Exercise Trends for 2015
The number 1 ranked exercise for 2015 is Body-Weight Training. We can all do this. No gym or equipment needed.
The old practice of using your own body weight – instead of fancy equipment – for resistance training was named the number one exercise trend in a survey of fitness professionals conducted by the American College of Sports Medicine.
Squats
When I began CrossFit training, I had probably never done a squat, a pushup or a situp. And for sure, I wasn’t any good at doing any. The goal of “Squats” is to keep the knees going out and not in, to keep the back straight, abs tight and to squat about the amount you see in the above photo. Use your arms to propel you back up.
Pushups
Many have to do modifications to get ready for the real pushups. Erin, our trainer at CrossFit, had us begin doing them on our knees instead of full body. The next step would be to do them against the wall. Erin says the goal is to keep the body in a straight line, the arms in close to the body and abs tight.
Situps
Boy this was a hard one for me. Thankfully all of these are quite easy now. I couldn’t even get back up from the lean back in the beginning. At CrossFit, our position is knees folded and on the ground (not like the above photo as her knees are in the air). Many need to use a band to begin with and secure the band to a post or door hinge to help get back up once leaned back. Keep back straight and abs tight to work the core.
Building a Stronger Core
Manhattan fitness expert, Alastair Greer, says you will get a stronger core if you exercise supporting muscle groups, such as your glutes (in your butt) along with ones in your midsection.
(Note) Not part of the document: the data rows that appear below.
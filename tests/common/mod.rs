// SPDX-License-Identifier: Apache-2.0
// Copyright 2025 itsakeyfut
//
// Licensed under the Apache License, Version 2.0 (the "License");
// you may not use this file except in compliance with the License.
// You may obtain a copy of the License at
//
//     http://www.apache.org/licenses/LICENSE-2.0
//
// Unless required by applicable law or agreed to in writing, software
// distributed under the License is distributed on an "AS IS" BASIS,
// WITHOUT WARRANTIES OR CONDITIONS OF ANY KIND, either express or implied.
// See the License for the specific language governing permissions and
// limitations under the License.

//! Shared helpers for integration tests

pub mod assertions;
pub mod fixtures;
pub mod test_roms;
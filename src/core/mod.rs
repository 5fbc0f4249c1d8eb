// SPDX-License-Identifier: Apache-2.0
// Copyright 2025 itsakeyfut
//
// Licensed under the Apache License, Version 2.0 (the "License");
// you may not use this file except in compliance with the License.
// You may obtain a copy of the License at
//
//     http://www.apache.org/licenses/LICENSE-2.0
//
// Unless required by applicable law or agreed to in writing, software
// distributed under the License is distributed on an "AS IS" BASIS,
// WITHOUT WARRANTIES OR CONDITIONS OF ANY KIND, either express or implied.
// See the License for the specific language governing permissions and
// limitations under the License.

//! Core session components
//!
//! This module contains the concurrency and consistency layer around an
//! emulation core:
//! - Core handle contract
//! - Core session (the critical section)
//! - State snapshot service (save/load and content hashing)
//! - Frame sink channels (video, audio, input)
//! - Driver loop and termination signal
//! - Configuration and filesystem layout
//! - A deterministic software core

pub mod config;
pub mod driver;
pub mod error;
pub mod frame;
pub mod handle;
pub mod paths;
pub mod session;
pub mod sink;
pub mod snapshot;
pub mod termination;
pub mod virtual_core;

// Re-export commonly used types
pub use config::Config;
pub use driver::Driver;
pub use error::{ConfigError, CoreError, Result};
pub use frame::{AudioBatch, Frame, InputEvent, InputState};
pub use handle::{CoreFlags, CoreHandle};
pub use session::{CoreSession, SessionSettings};
pub use snapshot::{hash, SnapshotService, StateHash};
pub use termination::Termination;
pub use virtual_core::VirtualCore;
The above picture illustrates a single-leg dead lift that works both groups of muscles, says Greer.
- Stand tall and shift weight onto right leg.
- Keep the right leg slightly bent and tip the torso forward while lifting the left leg behind you until your body and leg are parallel to the floor. Keep back straight. Let your arms hang down. Return to the starting position.
- Do 10 to 15 reps, then change sides.
- If trouble keeping balance, use a wall to lightly touch while moving.